══ Exercise inputs ══
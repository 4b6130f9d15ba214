//! Finalization of the placement list into field-sized wires.
//!
//! The synthesizer works with 256-bit words, the proving system with
//! elements of a 255-bit scalar field. Before the permutation is built,
//! every wider wire is split into two 128-bit limbs, unused constant loads
//! are dropped and buffer sizes are checked against the compiled library.

use std::collections::HashSet;

use revm::primitives::U256;
use serde::{Deserialize, Serialize};
use tracing::debug;

use crate::buffers::BufferKind;
use crate::context::{PlacementEntry, SynthesisContext};
use crate::data_pt::{DataPt, Origin};
use crate::error::{Result, SynthesisError};
use crate::subcircuit::SubcircuitLibrary;

/// Widest wire that still fits a scalar-field element.
pub const MAX_FIELD_BITS: u16 = 255;
const LIMB_BITS: u16 = 128;

/// Which part of the original word a finalized wire carries.
#[derive(Debug, Clone, Copy, PartialEq, Eq, Hash, Serialize, Deserialize)]
#[serde(rename_all = "lowercase")]
pub enum Limb {
  Whole,
  Low,
  High,
}

/// A field-sized wire of a finalized placement.
#[derive(Debug, Clone, PartialEq, Eq)]
pub struct WirePt {
  /// Placement owning the producing wire. External values are owned by the
  /// buffer placement that exposes them.
  pub source: usize,
  pub wire_index: usize,
  pub value: U256,
  pub source_bit_size: u16,
  pub limb: Limb,
  /// Tag of the external value, if this is the external side of a buffer.
  pub tag: Option<String>,
}

#[derive(Debug, Clone, PartialEq, Eq)]
pub struct FinalPlacement {
  pub subcircuit_id: usize,
  pub name: String,
  /// Operation the placement realizes (opcode or gadget name).
  pub usage: String,
  pub in_pts: Vec<WirePt>,
  pub out_pts: Vec<WirePt>,
}

// ============================================================
// Limbs
// ============================================================

struct Split {
  value: U256,
  bits: u16,
  limb: Limb,
}

fn split_word(value: U256, bits: u16) -> Vec<Split> {
  if bits <= MAX_FIELD_BITS {
    return vec![Split {
      value,
      bits,
      limb: Limb::Whole,
    }];
  }
  let low_mask = (U256::from(1u64) << LIMB_BITS) - U256::from(1u64);
  vec![
    Split {
      value: value & low_mask,
      bits: LIMB_BITS,
      limb: Limb::Low,
    },
    Split {
      value: value >> LIMB_BITS,
      bits: bits - LIMB_BITS,
      limb: Limb::High,
    },
  ]
}

/// Reassembles a word from its limbs, in the order they were produced.
pub fn join_limbs<'a>(limbs: impl IntoIterator<Item = (&'a Limb, U256)>) -> U256 {
  let mut word = U256::ZERO;
  for (limb, value) in limbs {
    match limb {
      Limb::Whole | Limb::Low => word |= value,
      Limb::High => word |= value << LIMB_BITS,
    }
  }
  word
}

fn external_tag(pt: &DataPt) -> Option<String> {
  match &pt.origin {
    Origin::External { tag, .. } => Some(tag.clone()),
    _ => None,
  }
}

// ============================================================
// Pruning
// ============================================================

/// Maps old `EVM_IN` wire indices to their index after pruning, dropping
/// pairs no other placement consumes.
fn prune_evm_in(placements: &[PlacementEntry]) -> Vec<Option<usize>> {
  let evm_in = BufferKind::EvmIn.placement_index();
  let used: HashSet<usize> = placements
    .iter()
    .enumerate()
    .filter(|(index, _)| *index != evm_in)
    .flat_map(|(_, placement)| placement.in_pts.iter())
    .filter_map(|pt| match pt.producer() {
      Some((p, w)) if p == evm_in => Some(w),
      _ => None,
    })
    .collect();

  let mut next = 0;
  (0..placements[evm_in].out_pts.len())
    .map(|w| {
      used.contains(&w).then(|| {
        next += 1;
        next - 1
      })
    })
    .collect()
}

// ============================================================
// Refactoring
// ============================================================

/// Produces the finalized placement list.
///
/// Producers are processed before their consumers. The public output buffer
/// consumes wires of later placements, so it is processed last, and its
/// external side is split like the wires it exposes.
pub fn refactor_placements(ctx: &SynthesisContext) -> Result<Vec<FinalPlacement>> {
  let placements = ctx.placements();
  let library = ctx.library();
  let evm_in = BufferKind::EvmIn.placement_index();
  let public_out = BufferKind::PublicOut.placement_index();
  let evm_in_map = prune_evm_in(placements);

  // tracker[p][w]: new indices of output `w` of placement `p` (after pruning)
  let mut tracker: Vec<Vec<Vec<usize>>> = vec![Vec::new(); placements.len()];
  let mut finals: Vec<Option<FinalPlacement>> = vec![None; placements.len()];

  let order = (0..placements.len())
    .filter(|index| *index != public_out)
    .chain(std::iter::once(public_out));
  for index in order {
    let entry = &placements[index];
    let (in_kept, out_kept): (Vec<&DataPt>, Vec<&DataPt>) = if index == evm_in {
      entry
        .in_pts
        .iter()
        .zip(&entry.out_pts)
        .enumerate()
        .filter(|(w, _)| evm_in_map[*w].is_some())
        .map(|(_, pair)| pair)
        .unzip()
    } else {
      (entry.in_pts.iter().collect(), entry.out_pts.iter().collect())
    };

    let mut in_pts = Vec::new();
    let mut in_splits = Vec::with_capacity(in_kept.len());
    for pt in &in_kept {
      let before = in_pts.len();
      match pt.producer() {
        Some((producer, old_wire)) if producer != index => {
          let bits = placements
            .get(producer)
            .and_then(|p| p.out_pts.get(old_wire))
            .map(|out| out.source_bit_size)
            .ok_or_else(|| {
              SynthesisError::ProvenanceViolation(format!(
                "placement {index} consumes missing wire {old_wire} of placement {producer}"
              ))
            })?;
          let wire = if producer == evm_in {
            evm_in_map.get(old_wire).copied().flatten().ok_or_else(|| {
              SynthesisError::WireBookkeeping(format!(
                "placement {index} consumes pruned constant wire {old_wire}"
              ))
            })?
          } else {
            old_wire
          };
          let targets = tracker
            .get(producer)
            .and_then(|outs| outs.get(wire))
            .ok_or_else(|| {
              SynthesisError::ProvenanceViolation(format!(
                "placement {index} consumes wire {wire} of placement {producer}, which was never finalized"
              ))
            })?;
          let parts = split_word(pt.value, bits);
          if parts.len() != targets.len() {
            return Err(SynthesisError::WireBookkeeping(format!(
              "placement {index}: limb count of wire {wire} of placement {producer} changed"
            )));
          }
          for (part, target) in parts.into_iter().zip(targets) {
            in_pts.push(WirePt {
              source: producer,
              wire_index: *target,
              value: part.value,
              source_bit_size: part.bits,
              limb: part.limb,
              tag: None,
            });
          }
        }
        _ => {
          for part in split_word(pt.value, pt.source_bit_size) {
            let wire_index = in_pts.len();
            in_pts.push(WirePt {
              source: index,
              wire_index,
              value: part.value,
              source_bit_size: part.bits,
              limb: part.limb,
              tag: external_tag(pt),
            });
          }
        }
      }
      in_splits.push(in_pts.len() - before);
    }

    let mut out_pts = Vec::new();
    let mut outs_tracker = Vec::with_capacity(out_kept.len());
    for (w, pt) in out_kept.iter().enumerate() {
      let parts = if index == public_out {
        in_pts
          .iter()
          .skip(in_splits[..w].iter().sum())
          .take(in_splits[w])
          .map(|wire| Split {
            value: wire.value,
            bits: wire.source_bit_size,
            limb: wire.limb,
          })
          .collect()
      } else {
        split_word(pt.value, pt.source_bit_size)
      };
      let mut indices = Vec::with_capacity(parts.len());
      for part in parts {
        indices.push(out_pts.len());
        out_pts.push(WirePt {
          source: index,
          wire_index: out_pts.len(),
          value: part.value,
          source_bit_size: part.bits,
          limb: part.limb,
          tag: external_tag(pt),
        });
      }
      outs_tracker.push(indices);
    }
    tracker[index] = outs_tracker;

    finals[index] = Some(FinalPlacement {
      subcircuit_id: entry.subcircuit_id,
      name: entry.subcircuit_name.clone(),
      usage: entry.operation_tag.clone(),
      in_pts,
      out_pts,
    });
  }

  let finals: Vec<FinalPlacement> = finals.into_iter().flatten().collect();
  check_capacity(&finals, library)?;
  debug!(
    placements = finals.len(),
    pruned = evm_in_map.iter().filter(|w| w.is_none()).count(),
    "refactored placements"
  );
  Ok(finals)
}

/// Every placement must fit its subcircuit, and the placement count must fit
/// the setup.
fn check_capacity(placements: &[FinalPlacement], library: &SubcircuitLibrary) -> Result<()> {
  let s_max = library.params().s_max;
  if placements.len() > s_max {
    return Err(SynthesisError::CapacityExceeded(format!(
      "{} placements exceed s_max = {s_max}",
      placements.len()
    )));
  }
  for (index, placement) in placements.iter().enumerate() {
    let info = library.get(&placement.name)?;
    if placement.in_pts.len() > info.num_inputs() {
      return Err(SynthesisError::CapacityExceeded(format!(
        "placement {index} ({}) has {} input wires, {} allows {}",
        placement.usage,
        placement.in_pts.len(),
        placement.name,
        info.num_inputs()
      )));
    }
    if placement.out_pts.len() > info.num_outputs() {
      return Err(SynthesisError::CapacityExceeded(format!(
        "placement {index} ({}) has {} output wires, {} allows {}",
        placement.usage,
        placement.out_pts.len(),
        placement.name,
        info.num_outputs()
      )));
    }
  }
  Ok(())
}

#[cfg(test)]
mod tests {
  use std::sync::Arc;

  use super::*;
  use crate::config::SynthesizerConfig;
  use crate::operations::ArithOp;
  use crate::subcircuit::LibraryCapacity;

  fn context_with(capacity: &LibraryCapacity) -> SynthesisContext {
    let library = Arc::new(SubcircuitLibrary::standard(capacity));
    SynthesisContext::new(library, &SynthesizerConfig::default()).expect("context")
  }

  fn context() -> SynthesisContext {
    context_with(&LibraryCapacity::default())
  }

  #[test]
  fn wide_wires_are_split_into_limbs() {
    let mut ctx = context();
    let big = U256::MAX - U256::from(4u64);
    let a = ctx.load_static(big, None, None).expect("constant");
    let b = ctx.load_static(U256::from(7u64), Some(8), None).expect("constant");
    ctx.place_arith_one(ArithOp::Add, vec![a, b]).expect("add");

    let finals = refactor_placements(&ctx).expect("refactor");
    let add = finals.last().expect("placement");
    assert_eq!(add.usage, "ADD");
    // selector (128 bits), two limbs of `a`, `b` whole
    let limbs: Vec<Limb> = add.in_pts.iter().map(|w| w.limb).collect();
    assert_eq!(limbs, vec![Limb::Whole, Limb::Low, Limb::High, Limb::Whole]);
    assert_eq!(add.out_pts.len(), 2);
    let sum = join_limbs(add.out_pts.iter().map(|w| (&w.limb, w.value)));
    assert_eq!(sum, big.wrapping_add(U256::from(7u64)));

    let evm_in = &finals[BufferKind::EvmIn.placement_index()];
    assert_eq!(evm_in.in_pts.len(), evm_in.out_pts.len());
    for wire in &add.in_pts {
      assert_eq!(wire.source, BufferKind::EvmIn.placement_index());
      assert_eq!(evm_in.out_pts[wire.wire_index].value, wire.value);
    }
  }

  #[test]
  fn unused_constants_are_pruned() {
    let mut ctx = context();
    let used = ctx.load_static(U256::from(3u64), Some(8), None).expect("constant");
    ctx.load_static(U256::from(99u64), Some(8), None).expect("constant");
    ctx.place_arith_one(ArithOp::IsZero, vec![used]).expect("iszero");

    let finals = refactor_placements(&ctx).expect("refactor");
    let evm_in = &finals[BufferKind::EvmIn.placement_index()];
    let values: Vec<U256> = evm_in.out_pts.iter().map(|w| w.value).collect();
    assert!(values.contains(&U256::from(3u64)));
    assert!(!values.contains(&U256::from(99u64)));
    // reserved protocol constants nobody consumed are gone too
    assert!(!values.contains(&((U256::from(1u64) << 160) - U256::from(1u64))));
  }

  #[test]
  fn public_outputs_mirror_the_limbs_they_expose() {
    let mut ctx = context();
    let a = ctx.load_static(U256::MAX, None, None).expect("constant");
    let not = ctx.place_arith_one(ArithOp::Not, vec![a]).expect("not");
    let b = ctx.load_static(U256::from(1u64), Some(1), None).expect("constant");
    let sum = ctx.place_arith_one(ArithOp::Add, vec![not, b]).expect("add");
    ctx.add_wire_to_out_buffer(sum, "RETURN_DATA[0]").expect("export");

    let finals = refactor_placements(&ctx).expect("refactor");
    let out = &finals[BufferKind::PublicOut.placement_index()];
    assert_eq!(out.in_pts.len(), 2);
    assert_eq!(out.out_pts.len(), 2);
    for (inp, ext) in out.in_pts.iter().zip(&out.out_pts) {
      assert_eq!(inp.value, ext.value);
      assert_eq!(inp.limb, ext.limb);
      assert_eq!(ext.tag.as_deref(), Some("RETURN_DATA[0]"));
    }
  }

  #[test]
  fn oversized_buffers_are_rejected() {
    let mut ctx = context_with(&LibraryCapacity {
      evm_in: 2,
      ..LibraryCapacity::default()
    });
    let pts: Vec<DataPt> = (0..3)
      .map(|v| ctx.load_static(U256::from(v as u64 + 10), Some(8), None).expect("constant"))
      .collect();
    ctx.place_arith(ArithOp::Accumulator, pts).expect("accumulate");
    let err = refactor_placements(&ctx).unwrap_err();
    assert!(matches!(err, SynthesisError::CapacityExceeded(_)));
  }
}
═══
Exactly as written, reproduce the lines of the data above from the first line through the line where "use std::collections::HashSet;" appears.

repository 4b6130f9d15ba214
//! Finalization of the placement list into field-sized wires.
//!
//! The synthesizer works with 256-bit words, the proving system with
//! elements of a 255-bit scalar field. Before the permutation is built,
//! every wider wire is split into two 128-bit limbs, unused constant loads
//! are dropped and buffer sizes are checked against the compiled library.

use std::collections::HashSet;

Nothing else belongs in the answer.